E diante desta tua humanidade irreductivel que não sei domesticar, redescobro esta nossa liberdade... Serena a minha alma ao perceber que só perdendo-me me posso reencontrar neste ciclo eterno de saber dar-se para receber.

E então desejo ardentemente que este seja sempre o meu último momento, o meu último post, o meu último sentimento! Neste eterno renovar que por ti de tudo se pode arrepender e tudo se predispõe a perdoar.

17 de abril de 2007

CANCRO

Silenciosa a morte foi-lhe crescendo no corpo... Timida e discreta, num ponto lugubre e distante primeiro, para logo, como um polvo, estender veloz os seus tentáculos por todo o seu ser.

Quando, às primeiras queixas, temerosos o bombardeamos com TACs e outras siglas mágicas da nossa feitiçaria técnica que tudo podem, enchemo-nos de esperança... Acreditámos que eramos deuses do Olimpo, telefonámos a correr para o bloco, a dizer que amanhã salvavamos o homem, que esse seria o dia...

E assim foi, num ritual místico, desinfectamo-nos , vestimos roupa estéril e lançamo-nos à obra. Já no bloco operatório, o tumor, malévolo, cuspiu-nos na cara com um sorriso sarcástico o seu grito poderoso " podes fechar, não há nada que possas fazer aqui, já te venci...". No seu percurso silêncioso passara despercebido diante dos nossos olhos, espalhara todo o seu veneno por centenas de pequenos feijões que iludiram o nosso arsenal de tecnologia.

Intriga-me muito a forma como todo este processo se opera... Se as coisas más, sendo preversas, são tão eficazes no seu caminhar porque duvidar que as coisas boas também o sejam? Porque nos causa tanto atrito reconhecer vida nos nove meses de caminho sereno de uma gravidez?

Porque nos consumimos na aridez dos nossos cansaços? Porque regateamos os nossos recursos com medo que nos faltem? Porque somos orgulhosos diante das mãos que se estendem ante as nossas fragilidades? Porque tantas vezes o fazemos até que já seja tarde demais?

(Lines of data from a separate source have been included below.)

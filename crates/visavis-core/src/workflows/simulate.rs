use crate::core::models::parameters::Parameters;
use crate::engine::config::RunOptions;
use crate::engine::error::EngineError;
use crate::engine::process::Invocation;
use crate::engine::progress::{Progress, ProgressReporter};
use crate::engine::workspace::Workspace;
use crate::results::store::ResultStore;
use crate::workflows::annotate::{self, Annotator};
use std::ffi::OsString;
use std::path::{Path, PathBuf};
use tracing::{info, instrument, warn};

const WINDOWS_EXECUTABLE_SUFFIX: &str = ".exe";

/// Finds the simulator binary, trying `<path>.exe` when `path` itself is not a file.
pub fn resolve_executable(path: &Path) -> Result<PathBuf, EngineError> {
    let mut with_suffix = OsString::from(path.as_os_str());
    with_suffix.push(WINDOWS_EXECUTABLE_SUFFIX);

    [path.to_path_buf(), PathBuf::from(with_suffix)]
        .into_iter()
        .find(|candidate| candidate.is_file())
        .and_then(|found| std::fs::canonicalize(found).ok())
        .ok_or_else(|| EngineError::ExecutableNotFound {
            path: path.to_path_buf(),
        })
}

fn resolve_protocol(path: &Path) -> Result<PathBuf, EngineError> {
    if !path.is_file() {
        return Err(EngineError::ProtocolNotFound {
            path: path.to_path_buf(),
        });
    }
    std::fs::canonicalize(path).map_err(|_| EngineError::ProtocolNotFound {
        path: path.to_path_buf(),
    })
}

/// Best-effort removal on a path that is already failing.
fn abandon(workspace: &Workspace, options: &RunOptions) {
    if options.clean_up {
        if let Err(e) = workspace.destroy() {
            warn!("Could not remove workspace {:?}: {}", workspace.path(), e);
        }
    }
}

/// Drives one simulation from a fresh workspace to a loaded [`ResultStore`].
///
/// Returns `Ok(None)` when the simulator exits with a nonzero status. Invalid
/// options, parameters, or missing input files are reported before anything
/// is written to disk.
#[instrument(skip_all, name = "simulation_workflow")]
pub fn run(
    executable: &Path,
    parameters: &Parameters,
    protocol: &Path,
    options: &RunOptions,
    annotator: &dyn Annotator,
    reporter: &ProgressReporter,
) -> Result<Option<ResultStore>, EngineError> {
    options.validate()?;
    parameters.validate()?;
    let executable = resolve_executable(executable)?;
    let protocol = resolve_protocol(protocol)?;

    let say = |text: String| {
        if options.verbose {
            reporter.message(text);
        }
    };

    // === Phase 1: Workspace ===
    reporter.report(Progress::PhaseStart { name: "Preparation" });
    let workspace = Workspace::create(&options.root, options.name.as_deref())?;
    let inputs = workspace
        .write_config(parameters)
        .and_then(|config| Ok((config, workspace.stage_protocol(&protocol)?)));
    let (config_path, protocol_path) = match inputs {
        Ok(paths) => paths,
        Err(e) => {
            abandon(&workspace, options);
            return Err(e.into());
        }
    };
    reporter.report(Progress::PhaseFinish);

    // === Phase 2: Simulator ===
    info!("Starting simulation {} in {:?}", workspace.name(), workspace.path());
    say(format!("Starting simulation {}", workspace.name()));
    reporter.report(Progress::PhaseStart { name: "Simulation" });
    let invocation = Invocation {
        executable: &executable,
        parameters: &config_path,
        protocol: &protocol_path,
        images: options.images,
        working_dir: workspace.path(),
        timeout: options.timeout,
    };
    let status = invocation.run();
    reporter.report(Progress::PhaseFinish);
    let status = match status {
        Ok(status) => status,
        Err(e) => {
            abandon(&workspace, options);
            return Err(e);
        }
    };

    if !status.success() {
        warn!("Simulation {} failed: {}", workspace.name(), status);
        say(format!("Simulation {} failed ({})", workspace.name(), status));
        if options.clean_up {
            workspace.destroy()?;
        }
        return Ok(None);
    }
    say(format!("Finished simulation {}", workspace.name()));

    // === Phase 3: Results ===
    let store = match ResultStore::load(workspace.path()) {
        Ok(store) => store,
        Err(e) => {
            abandon(&workspace, options);
            return Err(e.into());
        }
    };

    if options.clean_up {
        workspace.destroy()?;
    } else if options.annotate {
        say(format!("Annotating images of {}", workspace.name()));
        annotate::annotate_all(&store, annotator, reporter)?;
        say(format!("Finished annotating images of {}", workspace.name()));
    }

    info!(
        "Simulation {} complete with {} timepoint(s).",
        workspace.name(),
        store.timepoints().len()
    );
    Ok(Some(store))
}

#[cfg(all(test, unix))]
mod tests {
    use super::*;
    use crate::core::models::timepoint::Timepoint;
    use crate::engine::config::ConfigError;
    use crate::results::error::ResultError;
    use crate::workflows::annotate::ReportAnnotator;
    use serial_test::serial;
    use std::fs;
    use std::os::unix::fs::PermissionsExt;
    use std::sync::Mutex;
    use std::time::Duration;
    use tempfile::{TempDir, tempdir};

    const WELL_FORMED_OUTPUT: &str = r#"
test -f "$1" || exit 9
test -f "$2" || exit 9
printf 'left,right\n0,1\n' > neighbors.csv
printf 'id,alive,Vinf,VRNA\n0,1,0,0\n1,1,1,3\n' > t_0000m.csv
printf 'id,alive,Vinf,VRNA\n0,1,0,0\n1,1,0,0\n' > t_0-300m.csv
printf 'id,alive,Vinf,VRNA\n0,1,1,3\n1,0,1,3\n' > t_0490m.csv
if [ "$3" = "--images" ]; then
  for f in t_*.csv; do : > "${f%.csv}.png"; done
fi
"#;

    struct Fixture {
        dir: TempDir,
        protocol: PathBuf,
    }

    impl Fixture {
        fn new() -> Self {
            let dir = tempdir().unwrap();
            let protocol = dir.path().join("protocol.txt");
            fs::write(&protocol, "infect 0h\n").unwrap();
            Self { dir, protocol }
        }

        fn stub(&self, file_name: &str, body: &str) -> PathBuf {
            let path = self.dir.path().join(file_name);
            fs::write(&path, format!("#!/bin/sh\n{}\n", body)).unwrap();
            fs::set_permissions(&path, fs::Permissions::from_mode(0o755)).unwrap();
            path
        }

        fn root(&self) -> PathBuf {
            self.dir.path().join("runs")
        }

        fn options(&self) -> crate::engine::config::RunOptionsBuilder {
            RunOptions::builder().root(self.root())
        }

        fn run(
            &self,
            executable: &Path,
            options: &RunOptions,
        ) -> Result<Option<ResultStore>, EngineError> {
            run(
                executable,
                &Parameters::default(),
                &self.protocol,
                options,
                &ReportAnnotator,
                &ProgressReporter::new(),
            )
        }

        fn workspaces(&self) -> usize {
            fs::read_dir(self.root()).map_or(0, |entries| entries.count())
        }
    }

    #[test]
    #[serial]
    fn success_yields_observed_hours() {
        let fx = Fixture::new();
        let exe = fx.stub("sim", WELL_FORMED_OUTPUT);
        let options = fx.options().build().unwrap();

        let store = fx.run(&exe, &options).unwrap().unwrap();
        let late = Timepoint::from_minutes(490).hours();
        assert_eq!(store.hours(), vec![-5.0, 0.0, late]);
        assert_eq!(store.at(0.0).flags("VRNA_act").unwrap(), vec![false, true]);
        for hour in store.hours() {
            assert_eq!(store.at(hour).len(), 2);
            assert_eq!(store.neighbors_at(hour).len(), 2);
            assert_eq!(store.summary(hour).unwrap().fields, 2);
        }
        assert_eq!(store.summary(late).unwrap().alive, 1);
        assert_eq!(fx.workspaces(), 0);
    }

    #[test]
    #[serial]
    fn nonzero_exit_yields_none_and_removes_workspace() {
        let fx = Fixture::new();
        let exe = fx.stub("sim", "exit 1");
        let options = fx.options().name("failing").build().unwrap();

        assert!(fx.run(&exe, &options).unwrap().is_none());
        assert!(!fx.root().join("failing").exists());
    }

    #[test]
    #[serial]
    fn nonzero_exit_keeps_workspace_without_clean_up() {
        let fx = Fixture::new();
        let exe = fx.stub("sim", "exit 2");
        let options = fx.options().name("kept").clean_up(false).build().unwrap();

        assert!(fx.run(&exe, &options).unwrap().is_none());
        let workspace = fx.root().join("kept");
        assert!(workspace.join("parameters.json").is_file());
        assert!(workspace.join("protocol.txt").is_file());
    }

    #[test]
    #[serial]
    fn annotate_without_images_fails_before_any_side_effect() {
        let fx = Fixture::new();
        let exe = fx.stub("sim", WELL_FORMED_OUTPUT);
        let options = RunOptions {
            annotate: true,
            images: false,
            root: fx.root(),
            ..RunOptions::default()
        };

        let result = fx.run(&exe, &options);
        assert!(matches!(
            result,
            Err(EngineError::Config(ConfigError::AnnotateWithoutImages))
        ));
        assert!(!fx.root().exists());
    }

    #[test]
    #[serial]
    fn missing_inputs_are_preconditions() {
        let fx = Fixture::new();
        let exe = fx.stub("sim", WELL_FORMED_OUTPUT);
        let options = fx.options().build().unwrap();

        let missing_exe = fx.run(&fx.dir.path().join("nope"), &options).unwrap_err();
        assert!(matches!(missing_exe, EngineError::ExecutableNotFound { .. }));
        assert!(missing_exe.is_precondition());

        let missing_protocol = run(
            &exe,
            &Parameters::default(),
            &fx.dir.path().join("absent.txt"),
            &options,
            &ReportAnnotator,
            &ProgressReporter::new(),
        )
        .unwrap_err();
        assert!(matches!(missing_protocol, EngineError::ProtocolNotFound { .. }));
        assert!(!fx.root().exists());
    }

    #[test]
    #[serial]
    fn invalid_parameters_are_preconditions() {
        let fx = Fixture::new();
        let exe = fx.stub("sim", WELL_FORMED_OUTPUT);
        let options = fx.options().build().unwrap();
        let mut parameters = Parameters::default();
        parameters.set("die", -1.0).unwrap();

        let result = run(
            &exe,
            &parameters,
            &fx.protocol,
            &options,
            &ReportAnnotator,
            &ProgressReporter::new(),
        );
        assert!(matches!(result, Err(EngineError::Parameters(_))));
        assert!(!fx.root().exists());
    }

    #[test]
    #[serial]
    fn falls_back_to_exe_suffix() {
        let fx = Fixture::new();
        fx.stub("sim.exe", WELL_FORMED_OUTPUT);
        let options = fx.options().build().unwrap();

        let store = fx.run(&fx.dir.path().join("sim"), &options).unwrap();
        assert!(store.is_some());
    }

    #[test]
    #[serial]
    fn annotates_images_when_workspace_is_kept() {
        let fx = Fixture::new();
        let exe = fx.stub("sim", WELL_FORMED_OUTPUT);
        let options = fx
            .options()
            .name("annotated")
            .images(true)
            .annotate(true)
            .clean_up(false)
            .build()
            .unwrap();

        let store = fx.run(&exe, &options).unwrap().unwrap();
        for stem in ["t_0000m", "t_0-300m", "t_0490m"] {
            assert!(store.directory().join(format!("{stem}.toml")).is_file());
        }
    }

    #[test]
    #[serial]
    fn images_without_annotation_are_left_untouched() {
        let fx = Fixture::new();
        let exe = fx.stub("sim", WELL_FORMED_OUTPUT);
        let options = fx
            .options()
            .name("plain")
            .images(true)
            .clean_up(false)
            .build()
            .unwrap();

        fx.run(&exe, &options).unwrap().unwrap();
        let workspace = fx.root().join("plain");
        assert!(workspace.join("t_0000m.png").is_file());
        assert!(!workspace.join("t_0000m.toml").exists());
    }

    #[test]
    #[serial]
    fn timeout_kills_simulator_and_cleans_up() {
        let fx = Fixture::new();
        let exe = fx.stub("sim", "exec sleep 10");
        let options = fx
            .options()
            .name("slow")
            .timeout(Duration::from_millis(200))
            .build()
            .unwrap();

        let result = fx.run(&exe, &options);
        assert!(matches!(result, Err(EngineError::TimedOut { .. })));
        assert!(!fx.root().join("slow").exists());
    }

    #[test]
    #[serial]
    fn inconsistent_output_is_a_result_error() {
        let fx = Fixture::new();
        let exe = fx.stub("sim", "printf 'id,Vinf\\n0,1\\n' > t_0000m.csv");
        let options = fx.options().name("broken").build().unwrap();

        let result = fx.run(&exe, &options);
        assert!(matches!(
            result,
            Err(EngineError::Results(ResultError::MissingNeighbors { .. }))
        ));
        assert!(!fx.root().join("broken").exists());
    }

    #[test]
    #[serial]
    fn verbose_runs_report_milestones() {
        let fx = Fixture::new();
        let exe = fx.stub("sim", WELL_FORMED_OUTPUT);
        let messages = Mutex::new(Vec::new());
        let reporter = ProgressReporter::with_callback(Box::new(|event| {
            if let Progress::Message(text) = event {
                messages.lock().unwrap().push(text);
            }
        }));

        let verbose = fx.options().name("loud").build().unwrap();
        run(
            &exe,
            &Parameters::default(),
            &fx.protocol,
            &verbose,
            &ReportAnnotator,
            &reporter,
        )
        .unwrap();
        let quiet = fx.options().name("silent").verbose(false).build().unwrap();
        run(
            &exe,
            &Parameters::default(),
            &fx.protocol,
            &quiet,
            &ReportAnnotator,
            &reporter,
        )
        .unwrap();
        drop(reporter);

        let messages = messages.into_inner().unwrap();
        assert_eq!(
            messages,
            vec!["Starting simulation loud", "Finished simulation loud"]
        );
    }
}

Porque deixamos este polvo de morte amordaçar a nossa alma e teimamos em não reconhecer o movimento profundo de amor e benignidade que nela as dificuldades da Vida querem gravar?

13 de abril de 2007

CANSAÇO

Nestas semanas tenho sentido na pele que sempre que um doente vai para casa, morreu uma parte do médico que o assistiu. Dizem que com a idade e a experiência os nossos corações convertem-se em pedras e deixamos de o sentir... Mas que é verdade, é!!!

Corroi-me a preocupação de que algo possa correr mal com os que estão na enfermaria. Quantas noites mal passadas, quantas idas ao hospital em horas impróprias para discutir com o médico de urgência pontas que por lapso deixei ficar soltas naquela manhã.

Fragilidade, dizem-me alguns. Pois com certeza! Perco semanas de vida nuns pares de horas de trabalho, consome-se o meu sorriso afundado em pesadas olheiras. Insegurança, dizem-me outros. Não vos vou negar... Sim insegurança.

Mas cruel cruel no meio disto tudo é vê-los atravessar a porta do serviço sem que se sinta na alma uma campainha consoladora a ressoar e a relembrar-nos num hino alegre que naqueles passos de libertação (ainda que para um amanhã sempre incerto) se justificou plenamente aquilo que em nós naqueles dias teve de morrer.